The command line options in Drupal core are implemented as Symfony console commands, and have limited usage compared to similar commands available in Drush.

Core Drush analog DbDumpCommand sql:dump InstallCommand site:install ServerCommand runserver

There are several issues with the core commands - DbDumpCommand is only for MySQL and does not include --structure-tables, or --extra-dump. InstallCommand is Sqlite only, without support for multisite or install profile fields.

The proposal

Moshe’s proposal is to use a Composer-based approach to add Drush to every Drupal website by including it in the drupal/core-recommended/ project for Drupal 9. Current Drupal core commands remain Symfony Console commands and exist for testing core. This maintains the existing framework, while adding highly useful commands for general development work.
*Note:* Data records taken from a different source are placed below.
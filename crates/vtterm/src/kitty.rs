//! Kitty keyboard protocol flag stack and kitty graphics APC bookkeeping.
//!
//! Graphics support is bookkeeping-only: control data (image id, format,
//! placement, transmission medium) is tracked so queries and deletes behave
//! sensibly, but pixel payloads are never decoded or rendered — that is an
//! external collaborator's concern.

use std::collections::HashMap;

use bitflags::bitflags;

bitflags! {
    /// Progressive enhancement flags pushed/popped via `CSI > Pn u` /
    /// `CSI < Pn u` / `CSI = Pn ; Pm u`.
    #[derive(Debug, Clone, Copy, PartialEq, Eq, Default)]
    #[cfg_attr(feature = "serde", derive(serde::Serialize, serde::Deserialize))]
    pub struct KittyKeyFlags: u8 {
        const DISAMBIGUATE_ESCAPE_CODES = 1 << 0;
        const REPORT_EVENT_TYPES        = 1 << 1;
        const REPORT_ALTERNATE_KEYS     = 1 << 2;
        const REPORT_ALL_KEYS_AS_ESCAPE = 1 << 3;
        const REPORT_ASSOCIATED_TEXT    = 1 << 4;
    }
}

/// Bounded push/pop stack of keyboard enhancement flags (`CSI > u` pushes,
/// `CSI < Pn u` pops `Pn` entries, `CSI = Pn ; Pm u` sets the top).
#[derive(Debug, Clone, Default)]
pub struct KittyKeyboardStack {
    stack: Vec<KittyKeyFlags>,
    enabled: bool,
}

const KITTY_KEY_STACK_LIMIT: usize = 256;

impl KittyKeyboardStack {
    pub fn current(&self) -> KittyKeyFlags {
        self.stack.last().copied().unwrap_or(KittyKeyFlags::empty())
    }

    pub fn enabled(&self) -> bool {
        self.enabled
    }

    pub fn set_enabled(&mut self, enabled: bool) {
        self.enabled = enabled;
    }

    pub fn push(&mut self, flags: KittyKeyFlags) {
        if self.stack.len() >= KITTY_KEY_STACK_LIMIT {
            self.stack.remove(0);
        }
        self.stack.push(flags);
    }

    pub fn pop(&mut self, count: u16) {
        let count = count.max(1) as usize;
        let new_len = self.stack.len().saturating_sub(count);
        self.stack.truncate(new_len);
    }

    /// `CSI = Pn ; Pm u`: set the current (top) entry, pushing one if the
    /// stack is empty. `mode` selects replace(1, default)/set-bits(2)/
    /// clear-bits(3) per the kitty protocol.
    pub fn assign(&mut self, flags: KittyKeyFlags, mode: u16) {
        let top = self.stack.last().copied().unwrap_or(KittyKeyFlags::empty());
        let next = match mode {
            2 => top | flags,
            3 => top & !flags,
            _ => flags,
        };
        if let Some(slot) = self.stack.last_mut() {
            *slot = next;
        } else {
            self.stack.push(next);
        }
    }
}

/// How a kitty graphics image's pixel data was (or will be) delivered.
#[derive(Debug, Clone, Copy, PartialEq, Eq)]
pub enum GraphicsMedium {
    Direct,
    File,
    TempFile,
    SharedMemory,
}

/// Bookkeeping record for one transmitted (or in-progress) kitty graphics
/// image. No pixel bytes are retained.
#[derive(Debug, Clone)]
pub struct GraphicsImage {
    pub id: u32,
    pub medium: GraphicsMedium,
    pub format: u16,
    pub width: u32,
    pub height: u32,
    /// Total bytes declared across all chunks of a multi-part transmission.
    pub declared_size: u64,
    pub complete: bool,
}

/// Per-terminal kitty graphics registry: tracks declared images and their
/// placements without touching pixel data.
#[derive(Debug, Clone, Default)]
pub struct GraphicsStore {
    images: HashMap<u32, GraphicsImage>,
    next_anon_id: u32,
}

/// Upper bound on the number of distinct images tracked at once; beyond
/// this, the oldest untouched entry is evicted to bound memory.
const GRAPHICS_STORE_LIMIT: usize = 4096;

impl GraphicsStore {
    pub fn begin_or_update(&mut self, mut image: GraphicsImage) -> u32 {
        if image.id == 0 {
            self.next_anon_id += 1;
            image.id = u32::MAX - self.next_anon_id;
        }
        if self.images.len() >= GRAPHICS_STORE_LIMIT && !self.images.contains_key(&image.id) {
            if let Some(&oldest) = self.images.keys().next() {
                self.images.remove(&oldest);
            }
        }
        let id = image.id;
        self.images.insert(id, image);
        id
    }

    pub fn get(&self, id: u32) -> Option<&GraphicsImage> {
        self.images.get(&id)
    }

    pub fn delete(&mut self, id: u32) {
        self.images.remove(&id);
    }

    pub fn delete_all(&mut self) {
        self.images.clear();
    }
}
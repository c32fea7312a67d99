//! `OSC 133` shell-integration semantic-prompt parsing.
//!
//! Unifies on a single option-union model (SPEC_FULL §9 Open Question (a)):
//! one action letter plus a bag of optional key/value annotations, rather
//! than two divergent representations for "plain" vs "annotated" marks.

/// Which row-level semantic-prompt action an `OSC 133` payload names.
#[derive(Debug, Clone, Copy, PartialEq, Eq)]
pub enum SemanticPromptAction {
    /// `L` — blank-line reset, no prompt semantics attached.
    FreshLine,
    /// `A` — fresh line marking the start of a new prompt.
    PromptStart,
    /// `P` — continuation line of a multi-line prompt.
    PromptContinuation,
    /// `B` — end of prompt, start of user input.
    Input,
    /// `I` — continuation line of multi-line input.
    InputContinuation,
    /// `C` — end of input, start of command output.
    Command,
    /// `D` — end of command output.
    CommandEnd,
    /// `N` — a free-form shell-integration notice row.
    Notice,
    /// A recognized but unmapped action letter.
    Unknown(char),
}

impl SemanticPromptAction {
    fn from_letter(c: char) -> Self {
        match c {
            'L' => Self::FreshLine,
            'A' => Self::PromptStart,
            'P' => Self::PromptContinuation,
            'B' => Self::Input,
            'I' => Self::InputContinuation,
            'C' => Self::Command,
            'D' => Self::CommandEnd,
            'N' => Self::Notice,
            other => Self::Unknown(other),
        }
    }
}

/// Free-form annotations trailing the action letter, `;key=value` pairs.
#[derive(Debug, Default, Clone, PartialEq, Eq)]
pub struct SemanticPromptOptions {
    pub aid: Option<String>,
    pub cl: Option<String>,
    pub k: Option<char>,
    pub err: Option<String>,
    pub redraw: Option<bool>,
    pub special_key: Option<String>,
    pub click_events: Option<bool>,
    pub exit_code: Option<i32>,
}

#[derive(Debug, Clone, PartialEq, Eq)]
pub struct SemanticPromptCommand {
    pub action: SemanticPromptAction,
    pub options: SemanticPromptOptions,
}

/// Parse everything after `OSC 133;` — a single action letter, optionally
/// followed by `;key=value` or (for `D`) a bare exit-code field.
pub fn parse(body: &[u8]) -> Option<SemanticPromptCommand> {
    let text = std::str::from_utf8(body).ok()?;
    let mut fields = text.split(';');
    let letter = fields.next()?.chars().next()?;
    let action = SemanticPromptAction::from_letter(letter);

    let mut options = SemanticPromptOptions::default();
    for field in fields {
        if field.is_empty() {
            continue;
        }
        // `D` may be followed by a bare exit code instead of `key=value`.
        if let Ok(code) = field.parse::<i32>() {
            options.exit_code = Some(code);
            continue;
        }
        let Some((key, value)) = field.split_once('=') else {
            continue;
        };
        match key {
            "aid" => options.aid = Some(value.to_string()),
            "cl" => options.cl = Some(value.to_string()),
            "k" => options.k = value.chars().next(),
            "err" => options.err = Some(value.to_string()),
            "redraw" => options.redraw = Some(value != "0"),
            "special_key" => options.special_key = Some(value.to_string()),
            "click_events" => options.click_events = Some(value != "0"),
            "exit_code" => {
                if let Ok(code) = value.parse() {
                    options.exit_code = Some(code);
                }
            }
            // Unknown options are ignored per §4.2's robustness rules.
            _ => {}
        }
    }

    Some(SemanticPromptCommand { action, options })
}

#[cfg(test)]
mod tests {
    use super::*;

    #[test]
    fn prompt_start_with_options() {
        let cmd = parse(b"A;aid=14;cl=line").unwrap();
        assert_eq!(cmd.action, SemanticPromptAction::PromptStart);
        assert_eq!(cmd.options.aid.as_deref(), Some("14"));
        assert_eq!(cmd.options.cl.as_deref(), Some("line"));
    }

    #[test]
    fn command_end_with_bare_exit_code() {
        let cmd = parse(b"D;0").unwrap();
        assert_eq!(cmd.action, SemanticPromptAction::CommandEnd);
        assert_eq!(cmd.options.exit_code, Some(0));
    }

    #[test]
    fn unknown_option_is_ignored_not_fatal() {
        let cmd = parse(b"B;bogus=1;aid=9").unwrap();
        assert_eq!(cmd.action, SemanticPromptAction::Input);
        assert_eq!(cmd.options.aid.as_deref(), Some("9"));
    }
}
//! A single line of cells plus the per-row bookkeeping flags.

use crate::cell::Cell;

/// OSC 133 semantic-prompt classification of a row. Unifies on the
/// option-union model: a row carries a kind plus optional free-form
/// key/value annotations rather than two divergent representations.
#[derive(Debug, Default, Clone, Copy, PartialEq, Eq, Hash)]
#[cfg_attr(feature = "serde", derive(serde::Serialize, serde::Deserialize))]
pub enum SemanticPromptKind {
    #[default]
    None,
    /// `OSC 133;L` — blank-line reset with no prompt semantics attached.
    FreshLine,
    /// `OSC 133;A` — fresh line marking the start of a new prompt.
    PromptStart,
    /// `OSC 133;P` — continuation line of a multi-line prompt.
    PromptContinuation,
    /// `OSC 133;B` — end of prompt, start of user input.
    Input,
    /// `OSC 133;I` — continuation line of multi-line input.
    InputContinuation,
    /// `OSC 133;C` — end of input, start of command output.
    Command,
    /// `OSC 133;D` — end of command output.
    CommandEnd,
    /// `OSC 133;N` — a free-form shell-integration notice row.
    Notice,
    /// A recognized but not separately modeled `OSC 133` action.
    Unknown,
}

/// Free-form annotations carried by an `OSC 133` action, stored only when
/// present to avoid inflating the common case of plain rows.
#[derive(Debug, Default, Clone, PartialEq, Eq)]
#[cfg_attr(feature = "serde", derive(serde::Serialize, serde::Deserialize))]
pub struct SemanticPromptOptions {
    pub aid: Option<String>,
    pub cl: Option<String>,
    pub k: Option<char>,
    pub err: Option<String>,
    pub redraw: Option<bool>,
    pub special_key: Option<String>,
    pub click_events: Option<bool>,
    pub exit_code: Option<i32>,
}

/// `DECDHL`/`DECSWL`/`DECDWL` per-line rendering width/height, set by an
/// `ESC #` sequence targeting the cursor's current row.
#[derive(Debug, Default, Clone, Copy, PartialEq, Eq, Hash)]
#[cfg_attr(feature = "serde", derive(serde::Serialize, serde::Deserialize))]
pub enum LineAttr {
    #[default]
    Single,
    DoubleWidth,
    /// Top half of a double-height line (`DECDHL`). Paired with a
    /// [`LineAttr::DoubleHeightBottom`] row carrying the same text.
    DoubleHeightTop,
    DoubleHeightBottom,
}

/// A row of `cols` cells plus the flags needed to reconstruct logical lines
/// (wrap/wrap_continuation) and the shell-integration marks (semantic
/// prompt) exposed through the read API.
#[derive(Debug, Clone)]
pub struct Row {
    cells: Box<[Cell]>,
    /// This row soft-wraps into the next one.
    pub wrap: bool,
    /// This row is the continuation of a soft wrap from the previous row.
    ///
    /// Invariant: `row[i].wrap` iff `row[i + 1].wrap_continuation`.
    pub wrap_continuation: bool,
    pub semantic_prompt: SemanticPromptKind,
    pub semantic_options: Option<Box<SemanticPromptOptions>>,
    pub line_attr: LineAttr,
}

impl Row {
    pub fn new(cols: u16) -> Self {
        Self {
            cells: vec![Cell::default(); cols as usize].into_boxed_slice(),
            wrap: false,
            wrap_continuation: false,
            semantic_prompt: SemanticPromptKind::None,
            semantic_options: None,
            line_attr: LineAttr::Single,
        }
    }

    #[inline]
    pub fn cols(&self) -> u16 {
        self.cells.len() as u16
    }

    #[inline]
    pub fn cells(&self) -> &[Cell] {
        &self.cells
    }

    #[inline]
    pub fn cell(&self, x: u16) -> &Cell {
        &self.cells[x as usize]
    }

    #[inline]
    pub(crate) fn cell_mut(&mut self, x: u16) -> &mut Cell {
        &mut self.cells[x as usize]
    }

    pub fn has_grapheme(&self) -> bool {
        self.cells.iter().any(Cell::has_grapheme)
    }

    pub fn has_hyperlink(&self) -> bool {
        self.cells.iter().any(Cell::has_hyperlink)
    }

    pub fn is_blank(&self) -> bool {
        self.cells.iter().all(Cell::is_empty)
    }

    pub(crate) fn resize(&mut self, cols: u16) {
        let mut cells = vec![Cell::default(); cols as usize].into_boxed_slice();
        let n = self.cells.len().min(cells.len());
        cells[..n].copy_from_slice(&self.cells[..n]);
        self.cells = cells;
    }
}
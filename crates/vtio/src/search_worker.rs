//! Cooperative search worker (§4.7, §5): owns a [`ScreenSearch`] and drives
//! it against a shared [`TerminalHandle`] without holding the terminal
//! lock except for the brief `feed`/`reload_active` steps. The mailbox
//! drain loop (block on `recv`, then `try_recv` in a non-blocking inner
//! loop, reacting to `Empty`/`Disconnected` distinctly) follows the same
//! reader-thread-over-`mpsc` shape `ftui-pty` uses for PTY output.

use std::sync::mpsc;

use vtsearch::{ScreenSearch, Selection};

use crate::terminal_handle::TerminalHandle;

/// A message sent to a running [`SearchWorker`].
#[derive(Debug, Clone)]
pub enum SearchCommand {
    /// Replace the current search (if any) with one for `needle`. No
    /// partial results from the old search survive — §5's "no partial
    /// search results leak across needles".
    ChangeNeedle(Vec<u8>),
    /// Tear down the current search and stop the worker loop.
    Stop,
}

/// The sending half of a search worker's mailbox.
#[derive(Clone)]
pub struct SearchMailbox {
    tx: mpsc::Sender<SearchCommand>,
}

impl SearchMailbox {
    pub fn change_needle(&self, needle: impl Into<Vec<u8>>) {
        let _ = self.tx.send(SearchCommand::ChangeNeedle(needle.into()));
    }

    pub fn stop(&self) {
        let _ = self.tx.send(SearchCommand::Stop);
    }
}

/// Drives a [`ScreenSearch`] against a [`TerminalHandle`]. Construct one
/// per terminal; run its loop on a dedicated thread and control it
/// through the paired [`SearchMailbox`].
pub struct SearchWorker {
    handle: TerminalHandle,
    mailbox: mpsc::Receiver<SearchCommand>,
    search: Option<ScreenSearch>,
}

impl SearchWorker {
    pub fn new(handle: TerminalHandle) -> (Self, SearchMailbox) {
        let (tx, rx) = mpsc::channel();
        (
            Self {
                handle,
                mailbox: rx,
                search: None,
            },
            SearchMailbox { tx },
        )
    }

    /// Run the worker's event loop until the mailbox is closed or a
    /// `Stop` arrives. Intended to be the body of a dedicated thread.
    pub fn run(&mut self) {
        while self.run_one() {}
    }

    /// Block for the next mailbox message, start or stop accordingly,
    /// then drive any resulting search lock-free until it completes or a
    /// newer message supersedes it. Returns `false` once the caller
    /// should stop calling it again.
    pub fn run_one(&mut self) -> bool {
        match self.mailbox.recv() {
            Ok(SearchCommand::ChangeNeedle(needle)) => {
                self.start_search(&needle);
                self.drive_until_idle();
                true
            }
            Ok(SearchCommand::Stop) | Err(_) => {
                self.search = None;
                false
            }
        }
    }

    fn start_search(&mut self, needle: &[u8]) {
        let mut terminal = self.handle.inner.lock();
        let pages = terminal.active_screen_mut().pages_mut();
        self.search = Some(ScreenSearch::new(pages, needle));
    }

    /// Alternate lock-free `tick()`s with brief-lock `feed()`s until the
    /// search is complete, checking for a superseding mailbox message
    /// after each step rather than blocking mid-search.
    fn drive_until_idle(&mut self) {
        loop {
            let Some(search) = self.search.as_mut() else {
                return;
            };
            if search.is_complete() {
                return;
            }
            search.tick();
            if !search.is_complete() {
                let terminal = self.handle.inner.lock();
                search.feed(terminal.active_screen().pages());
            }

            match self.mailbox.try_recv() {
                Ok(SearchCommand::ChangeNeedle(needle)) => self.start_search(&needle),
                Ok(SearchCommand::Stop) | Err(mpsc::TryRecvError::Disconnected) => {
                    self.search = None;
                    return;
                }
                Err(mpsc::TryRecvError::Empty) => {}
            }
        }
    }

    /// Refresh the active window against the terminal's current state.
    /// The writer and search threads only share the mutex, not a change
    /// notification, so the caller (typically whoever just finished a
    /// `TerminalHandle::write`) is responsible for calling this when the
    /// screen may have changed.
    pub fn reload_active(&mut self) {
        let Some(search) = self.search.as_mut() else {
            return;
        };
        let mut terminal = self.handle.inner.lock();
        search.reload_active(terminal.active_screen_mut().pages_mut());
    }

    pub fn matches(&self) -> Vec<Selection> {
        self.search
            .as_ref()
            .map(ScreenSearch::matches)
            .unwrap_or_default()
    }
}

#[cfg(test)]
mod tests {
    use vtterm::TerminalOptions;

    use super::*;

    #[test]
    fn finds_a_match_after_change_needle_then_stops_on_stop() {
        let handle = TerminalHandle::new(TerminalOptions::default());
        handle.write(b"hello world\r\n").unwrap();
        let (mut worker, mailbox) = SearchWorker::new(handle);
        mailbox.change_needle(&b"world"[..]);
        mailbox.stop();

        assert!(worker.run_one());
        assert!(!worker.matches().is_empty());
        assert!(!worker.run_one());
    }

    #[test]
    fn reload_active_is_a_no_op_before_any_search_started() {
        let handle = TerminalHandle::new(TerminalOptions::default());
        let (mut worker, _mailbox) = SearchWorker::new(handle);
        worker.reload_active();
        assert!(worker.matches().is_empty());
    }
}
Adding Drush to the core-recommended project gives people the choice of starting with a plain Drupal core installation, or making the choice to use the community’s recommended modules and tools.

Why this works

Moshe presents a number of reasons why this proposal is an improvement for the community:

  • Improves the out-of-the-box experience by providing a robust command line for all sites.
  • When Drush is part of the package, Drupal documentation can be consistent, especially for installation.
  • Contrib and core developers will have confidence when they ship with Drush commands. There’s no confusion between deciding which commands to write: Drupal console, Symfony console, or Drush commands.
  • All sites can monitor their non-Drupal dependencies by using a standardized package. Drush ships with pm:security and pm:security-php, enabling website owners and developers to quickly see when PHP versions are insecure and need updates.
  • The new deploy command standardizes Drupal deployment. This command applies a best practice to deployment, making Drupal adoption quicker and easier.
  • Adding Drush to core-recommended leverages 10+ years of development as part of standard Drupal.

What to consider

While these items are far from downsides, they must be considered as part of this effort:

  • The Drush team would need to coordinate with Release Management. This happens already, and would not be a real change.
  • Security Team coordination is also imperative. Moshe is on the security team, so this work already happens.
  • Core and Drush have separate issue queues and repos. While some may want everything in the same queue, keeping the queues separated helps keep issues focused.
  • Drush is functionally tested for many installation permutations (PHP version, Drupal core version, DB backend, etc.) It’s tested with a real Drupal installation, not a mocked test case.
  • Developers who want to create sites without this tool can easily opt-out by using composer remove drush/drush.

Adding Drush to core-recommended may help projects by enabling them to add their module commands to Drush core. It would enable Drush commands to be more easily added to core modules.